Prompt ▸ Give again, word for word, each line below starting at the one that contains "pub fn fail_on_call(mut" and ending at the one that contains "pub fn fail_on_record(mut".

*-*-*

//! Config hash stability
//!
//! GREEN when:
//! - the same layers hash identically on repeated loads
//! - key order inside a YAML document does not change the hash
//! - different values hash differently
//! - overlays take effect and stay stable

use msync_config::load_layered_yaml_from_strings;

const BASE_YAML: &str = r#"
datasets:
  manifest:
    name: "Manifest"
    path: "data/manifest.csv"
  batch:
    name: "CSV file"
    path: "data/csv_file.csv"
diagnostics:
  name_offending_rows: false
audit:
  hash_chain: true
"#;

const BASE_YAML_REORDERED: &str = r#"
audit:
  hash_chain: true
diagnostics:
  name_offending_rows: false
datasets:
  batch:
    path: "data/csv_file.csv"
    name: "CSV file"
  manifest:
    path: "data/manifest.csv"
    name: "Manifest"
"#;

const OVERLAY_YAML: &str = r#"
datasets:
  batch:
    path: "incoming/plate_07.csv"
diagnostics:
  name_offending_rows: true
"#;

#[test]
fn same_input_produces_identical_hash() {
    let a = load_layered_yaml_from_strings(&[BASE_YAML]).unwrap();
    let b = load_layered_yaml_from_strings(&[BASE_YAML]).unwrap();

    assert_eq!(a.config_hash, b.config_hash);
    assert_eq!(a.canonical_json, b.canonical_json);
}

#[test]
fn reordered_keys_produce_same_hash() {
    let original = load_layered_yaml_from_strings(&[BASE_YAML]).unwrap();
    let reordered = load_layered_yaml_from_strings(&[BASE_YAML_REORDERED]).unwrap();

    assert_eq!(
        original.config_hash, reordered.config_hash,
        "reordering keys in YAML must not change the hash"
    );
}

#[test]
fn different_values_produce_different_hash() {
    let a = load_layered_yaml_from_strings(&[BASE_YAML]).unwrap();
    let b = load_layered_yaml_from_strings(&[BASE_YAML, "audit:\n  hash_chain: false\n"]).unwrap();

    assert_ne!(a.config_hash, b.config_hash);
}

#[test]
fn overlay_takes_effect_and_hash_is_stable() {
    let a = load_layered_yaml_from_strings(&[BASE_YAML, OVERLAY_YAML]).unwrap();
    let b = load_layered_yaml_from_strings(&[BASE_YAML, OVERLAY_YAML]).unwrap();
    assert_eq!(a.config_hash, b.config_hash);

    let cfg = a.sync_config().unwrap();
    assert_eq!(
        cfg.datasets.batch.path.as_deref(),
        Some(std::path::Path::new("incoming/plate_07.csv"))
    );
    assert_eq!(cfg.datasets.batch.name, "CSV file");
    assert!(cfg.diagnostics.name_offending_rows);
}

#[test]
fn hash_is_64_hex_chars() {
    let loaded = load_layered_yaml_from_strings(&[BASE_YAML]).unwrap();
    assert_eq!(loaded.config_hash.len(), 64);
    assert!(loaded.config_hash.chars().all(|c| c.is_ascii_hexdigit()));
}
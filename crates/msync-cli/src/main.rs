use anyhow::Result;
use clap::{Parser, Subcommand};

mod commands;

#[derive(Parser)]
#[command(name = "msync")]
#[command(about = "Manifest sync: merge a CSV batch into the sample manifest", long_about = None)]
struct Cli {
    #[command(subcommand)]
    cmd: Commands,
}

#[derive(clap::Args, Debug, Clone)]
pub struct SyncArgs {
    /// Layered config paths in merge order. Falls back to MSYNC_CONFIG
    /// (comma separated); with neither, built-in defaults apply.
    #[arg(long = "config", env = "MSYNC_CONFIG", value_delimiter = ',')]
    pub config_paths: Vec<String>,

    /// Manifest CSV (overrides datasets.manifest.path)
    #[arg(long)]
    pub manifest: Option<String>,

    /// Batch CSV (overrides datasets.batch.path)
    #[arg(long)]
    pub batch: Option<String>,

    /// Fail instead of warn when the config has keys nothing reads.
    #[arg(long, default_value_t = false)]
    pub strict_config: bool,
}

#[derive(Subcommand)]
enum Commands {
    /// Validate the batch and merge it into the manifest
    Run {
        #[command(flatten)]
        args: SyncArgs,

        /// Audit log path (overrides audit.path)
        #[arg(long)]
        audit: Option<String>,
    },

    /// Validate and resolve every batch row without writing
    Check {
        #[command(flatten)]
        args: SyncArgs,
    },

    /// Compute layered config hash + print canonical JSON
    ConfigHash {
        /// Paths in merge order (base -> site -> run...)
        #[arg(required = true)]
        paths: Vec<String>,
    },

    /// Audit trail utilities
    Audit {
        #[command(subcommand)]
        cmd: AuditCmd,
    },
}

#[derive(Subcommand)]
enum AuditCmd {
    /// Verify the hash chain of an audit log
    Verify {
        #[arg(long)]
        path: String,
    },
}

#[tokio::main]
async fn main() -> Result<()> {
    // Missing .env.local is fine.
    let _ = dotenvy::from_filename(".env.local");
    init_tracing();

    let cli = Cli::parse();

    match cli.cmd {
        Commands::Run { args, audit } => commands::sync::run(args, audit).await?,
        Commands::Check { args } => commands::sync::check(args).await?,
        Commands::ConfigHash { paths } => {
            let path_refs: Vec<&str> = paths.iter().map(|s| s.as_str()).collect();
            let loaded = msync_config::load_layered_yaml(&path_refs)?;
            println!("config_hash={}", loaded.config_hash);
            println!("{}", loaded.canonical_json);
        }
        Commands::Audit { cmd } => match cmd {
            AuditCmd::Verify { path } => commands::audit::verify(&path)?,
        },
    }

    Ok(())
}

fn init_tracing() {
    tracing_subscriber::fmt()
        .with_env_filter(
            tracing_subscriber::EnvFilter::try_from_default_env().unwrap_or_else(|_| "info".into()),
        )
        .with_writer(std::io::stderr)
        .init();
}
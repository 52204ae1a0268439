//! Writer wrapper that records every call and can be told to fail.
//!
//! Calls pass through to the wrapped writer unless a fault matches. Faults
//! are checked before the inner writer runs, so a failed call never reaches
//! the store.

use std::sync::{Arc, Mutex};

use msync_schemas::{FieldUpdate, RowHandle};
use msync_store::{DatasetWriter, StoreError};

pub struct FaultyWriter {
    inner: Arc<dyn DatasetWriter>,
    fail_on_call: Option<usize>,
    fail_on_record: Option<String>,
    calls: Mutex<Vec<RowHandle>>,
}

impl FaultyWriter {
    /// Pass-through writer that only records.
    pub fn new(inner: Arc<dyn DatasetWriter>) -> Self {
        Self {
            inner,
            fail_on_call: None,
            fail_on_record: None,
            calls: Mutex::new(Vec::new()),
        }
    }

    /// Fail the `n`th call (1-based).
    pub fn fail_on_call(mut self, n: usize) -> Self {
        self.fail_on_call = Some(n);
        self
    }

    /// Fail any call targeting this record id.
    pub fn fail_on_record(mut self, record_id: impl Into<String>) -> Self {
        self.fail_on_record = Some(record_id.into());
        self
    }

    /// Every handle passed to `update_row`, in call order, including calls
    /// that failed.
    pub fn calls(&self) -> Vec<RowHandle> {
        self.calls
            .lock()
            .map(|c| c.clone())
            .unwrap_or_else(|poisoned| poisoned.into_inner().clone())
    }

    pub fn call_count(&self) -> usize {
        self.calls().len()
    }
}

#[async_trait::async_trait]
impl DatasetWriter for FaultyWriter {
    async fn update_row(&self, handle: &RowHandle, update: &FieldUpdate) -> Result<(), StoreError> {
        let n = {
            let mut calls = self
                .calls
                .lock()
                .map_err(|_| StoreError::Io("faulty writer lock poisoned".to_string()))?;
            calls.push(handle.clone());
            calls.len()
        };

        if self.fail_on_call == Some(n) {
            return Err(StoreError::Rejected(format!("injected fault on call {n}")));
        }
        if self.fail_on_record.as_deref() == Some(handle.record_id()) {
            return Err(StoreError::Rejected(format!("injected fault on {handle}")));
        }

        self.inner.update_row(handle, update).await
    }
}
//! Test support for sync runs: row fixtures in the default manifest layout,
//! CSV file helpers, and a writer that records and fails on demand.

mod faulty_writer;

pub use faulty_writer::FaultyWriter;

use anyhow::{Context, Result};
use msync_config::{DEFAULT_BATCH_DATASET, DEFAULT_MANIFEST_DATASET};
use msync_schemas::{DatasetRow, FieldValue, RowHandle};
use msync_store::MemoryDataset;
use serde_json::Value;
use std::path::Path;

pub const MANIFEST: &str = DEFAULT_MANIFEST_DATASET;
pub const BATCH: &str = DEFAULT_BATCH_DATASET;

/// Manifest header row for CSV fixtures. Destination columns come first,
/// followed by columns no run may touch.
pub const MANIFEST_HEADERS: &[&str] = &[
    "Sample ID",
    "KCCG FluidX tube ID",
    "Concentration (ng/ul)*",
    "Volume (ul)*",
    "ng available",
    "comments",
    "Project",
    "Received",
];

/// Batch header row for CSV fixtures. Two of the source headers carry a
/// trailing space.
pub const BATCH_HEADERS: &[&str] = &[
    "Sample ID1",
    "KCCG FluidX tube ID1",
    "FD tube conc after robot dilution IQC (ng/ul) ",
    "Vol left in FD tube after 80ul transfer to DNA plate (ul) ",
    "ng available1",
    "comment",
    "Plate well",
];

/// A manifest row with the key set and untouchable columns filled in.
pub fn manifest_row(record_id: &str, sample_id: &str) -> DatasetRow {
    DatasetRow::new(RowHandle::new(MANIFEST, record_id))
        .with_field("Sample ID", sample_id)
        .with_field("Project", "KCCG-WGS")
        .with_field("Received", "2024-03-11")
}

/// A batch row whose source values are derived from `n`, so tests can tell
/// rows apart after a merge.
pub fn batch_row(n: usize, sample_id: impl Into<FieldValue>) -> DatasetRow {
    DatasetRow::new(RowHandle::new(BATCH, format!("row-{n}")))
        .with_field("Sample ID1", sample_id)
        .with_field("KCCG FluidX tube ID1", format!("FX{n:06}"))
        .with_field("FD tube conc after robot dilution IQC (ng/ul) ", format!("{}.5", 10 + n))
        .with_field("Vol left in FD tube after 80ul transfer to DNA plate (ul) ", format!("{}", 20 + n))
        .with_field("ng available1", format!("{}", 100 * n))
        .with_field("comment", format!("batch note {n}"))
        .with_field("Plate well", format!("A{n:02}"))
}

/// Manifest rows `rec1..recN`, one per key.
pub fn manifest(keys: &[&str]) -> Vec<DatasetRow> {
    keys.iter()
        .enumerate()
        .map(|(i, k)| manifest_row(&format!("rec{}", i + 1), k))
        .collect()
}

/// Batch rows numbered from 1, one per key. `Value::Null` gives a row with
/// no key.
pub fn batch(keys: &[Value]) -> Vec<DatasetRow> {
    keys.iter()
        .enumerate()
        .map(|(i, k)| batch_row(i + 1, k.clone()))
        .collect()
}

/// In-memory store holding both default datasets.
pub fn memory_store(manifest: Vec<DatasetRow>, batch: Vec<DatasetRow>) -> MemoryDataset {
    MemoryDataset::new()
        .with_dataset(MANIFEST, manifest)
        .with_dataset(BATCH, batch)
}

pub fn write_csv(path: &Path, headers: &[&str], rows: &[Vec<&str>]) -> Result<()> {
    let mut wtr = csv::WriterBuilder::new()
        .flexible(true)
        .from_path(path)
        .with_context(|| format!("create csv: {}", path.display()))?;
    wtr.write_record(headers)?;
    for row in rows {
        wtr.write_record(row)?;
    }
    wtr.flush().context("flush csv")?;
    Ok(())
}

/// Header and data records of a CSV file, cells verbatim.
pub fn read_csv(path: &Path) -> Result<(Vec<String>, Vec<Vec<String>>)> {
    let mut rdr = csv::ReaderBuilder::new()
        .flexible(true)
        .from_path(path)
        .with_context(|| format!("open csv: {}", path.display()))?;
    let headers = rdr.headers()?.iter().map(str::to_string).collect();
    let mut records = Vec::new();
    for rec in rdr.records() {
        records.push(rec?.iter().map(str::to_string).collect());
    }
    Ok((headers, records))
}
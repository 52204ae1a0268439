//! msync-runtime
//!
//! Run orchestration. A [`SyncRunner`] reads the manifest and the batch
//! concurrently, passes the batch through the validation gates, then
//! resolves and writes one row at a time, awaiting each write before the
//! next row. Any failure aborts the run as a [`RunAbort`]; there is no
//! rollback of rows already written.

mod error;
mod runner;

pub use error::{RunAbort, RunError};
pub use runner::{MergedRow, RunPlan, RunReport, SyncRunner};
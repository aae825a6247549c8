//! Brute-force correctness oracle.
//!
//! For every cell, scans every source-colored cell and keeps the minimum
//! edge distance. Θ(W²H²). Rows (or row chunks) are independent: no shared
//! mutation of output cells between workers.

use rayon::prelude::*;

use super::source_cells;
use crate::error::EngineError;
use crate::grid::{edge_distance, BooleanGrid, ScalarGrid};

/// Distance from every cell to the nearest cell of color `!invert`
/// (`invert = false` → interior is source, i.e. `UDF(image)`).
pub fn compute_udf(
  grid: &BooleanGrid,
  invert: bool,
  parallel: bool,
) -> Result<ScalarGrid, EngineError> {
  let (width, height) = grid.dimensions();
  let source = !invert;
  let sources = source_cells(grid, source);

  #[cfg(feature = "tracing")]
  tracing::debug!(width, height, invert, parallel, "brute::compute_udf");

  if sources.is_empty() {
    // No cell of the source color exists: distance is undefined: the
    // degenerate all-uniform case resolves to an all-zero SDF, so an
    // all-zero UDF here is the value that makes that cancellation hold.
    return ScalarGrid::zeros(width, height);
  }

  let compute_row = |y: usize| -> Vec<f64> {
    (0..width)
      .map(|x| {
        if *grid.get(x, y) == source {
          0.0
        } else {
          let q = (x as i64, y as i64);
          sources
            .iter()
            .map(|&p| edge_distance(q, p))
            .fold(f64::INFINITY, f64::min)
        }
      })
      .collect()
  };

  let rows: Vec<Vec<f64>> = if parallel {
    (0..height).into_par_iter().map(compute_row).collect()
  } else {
    (0..height).map(compute_row).collect()
  };

  ScalarGrid::from_cells(width, height, rows.into_iter().flatten().collect())
}

#[cfg(test)]
#[path = "brute_test.rs"]
mod brute_test;
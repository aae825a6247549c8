//! Threshold and visualization adapters.
//!
//! These are thin external-collaborator contracts (§4.6): simple,
//! single-pass, and deliberately outside the concern of the three
//! distance-field engines. Image decoding and color-space handling proper
//! are explicitly out of scope; these operate on an already-decoded,
//! in-memory pixel buffer.

use crate::error::EngineError;
use crate::grid::{BooleanGrid, Grid, ScalarGrid};

/// A decoded color pixel, components in `[0.0, 1.0]`.
#[derive(Clone, Copy, Debug, Default, PartialEq)]
pub struct Rgb {
  pub r: f64,
  pub g: f64,
  pub b: f64,
}

/// A dense `W × H` color image.
pub type ColorImage = Grid<Rgb>;

/// Per-pixel `channel(pixel) >= threshold`.
pub fn threshold(
  image: &ColorImage,
  threshold: f64,
  channel: impl Fn(Rgb) -> f64,
) -> Result<BooleanGrid, EngineError> {
  let (width, height) = image.dimensions();
  let cells = image
    .as_slice()
    .iter()
    .map(|&px| channel(px) >= threshold)
    .collect();
  BooleanGrid::from_cells(width, height, cells)
}

/// Divide every cell by `max(|min|, |max|)`, leaving a constant field
/// unchanged (there is no meaningful scale to normalize against).
pub fn normalize(sdf: &ScalarGrid) -> ScalarGrid {
  let (width, height) = sdf.dimensions();
  let (min, max) = sdf
    .as_slice()
    .iter()
    .fold((f64::INFINITY, f64::NEG_INFINITY), |(lo, hi), &v| {
      (lo.min(v), hi.max(v))
    });
  let cells: Vec<f64> = if min == max {
    sdf.as_slice().to_vec()
  } else {
    let scale = min.abs().max(max.abs());
    sdf.as_slice().iter().map(|&v| v / scale).collect()
  };
  ScalarGrid::from_cells(width, height, cells).expect("same shape as input")
}

/// `R = max(0, n)`, `G = max(0, -n)` from the normalized value `n`; `B = 1`
/// within `boundary_band` of the zero level set, measured on the raw
/// (un-normalized) field.
pub fn to_image(sdf: &ScalarGrid, boundary_band: f64) -> ColorImage {
  let normalized = normalize(sdf);
  let (width, height) = sdf.dimensions();
  let cells = normalized
    .as_slice()
    .iter()
    .zip(sdf.as_slice())
    .map(|(&n, &raw)| Rgb {
      r: n.max(0.0),
      g: (-n).max(0.0),
      b: if raw.abs() < boundary_band { 1.0 } else { 0.0 },
    })
    .collect();
  ColorImage::from_cells(width, height, cells).expect("same shape as input")
}

#[cfg(test)]
#[path = "adapters_test.rs"]
mod adapters_test;
//! sdf2d - Signed distance fields from 2D binary rasters.
//!
//! Given a `W × H` grid of interior/exterior cells, this crate computes a
//! same-shape grid of exact signed Euclidean distances to the boundary:
//! negative inside, positive outside, zero on the boundary itself. Three
//! interchangeable engines compute the unsigned half of that field —
//! [`engines::brute`] (an exhaustive Θ(W²H²) oracle), [`engines::brushfire`]
//! (best-first wavefront propagation), and [`engines::linear`] (a two-pass
//! separable transform, near-linear in `W·H`) — and [`sdf::compute`]
//! combines two runs of the chosen engine into the signed field.
//!
//! # Example
//!
//! ```
//! use sdf2d::{compute_sdf, BooleanGrid, EngineConfig};
//!
//! let mut grid = BooleanGrid::filled(5, 5, false).unwrap();
//! grid.set(2, 2, true);
//!
//! let sdf = compute_sdf(&grid, &EngineConfig::default()).unwrap();
//! assert!(*sdf.get(2, 2) < 0.0);
//! assert!(*sdf.get(0, 0) > 0.0);
//! ```

pub mod adapters;
pub mod cancellation;
pub mod config;
pub mod engines;
pub mod error;
pub mod grid;
pub mod sdf;
pub mod wavefront;

pub use adapters::{normalize, threshold, to_image, ColorImage, Rgb};
pub use cancellation::CancellationToken;
pub use config::{BrushfireVariant, Engine, EngineConfig};
pub use error::EngineError;
pub use grid::{edge_distance, BooleanGrid, Grid, ScalarGrid};
pub use wavefront::{DecreaseKeyQueue, WavefrontNode};

/// Compute the signed distance field of `grid` under `config`.
///
/// This is the crate's single public entry point; [`sdf::compute`] is its
/// implementation.
pub fn compute_sdf(grid: &BooleanGrid, config: &EngineConfig) -> Result<ScalarGrid, EngineError> {
  sdf::compute(grid, config)
}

*-*-*

Output ▸
    pub fn fail_on_call(mut self, n: usize) -> Self {
        self.fail_on_call = Some(n);
        self
    }

    /// Fail any call targeting this record id.
    pub fn fail_on_record(mut self, record_id: impl Into<String>) -> Self {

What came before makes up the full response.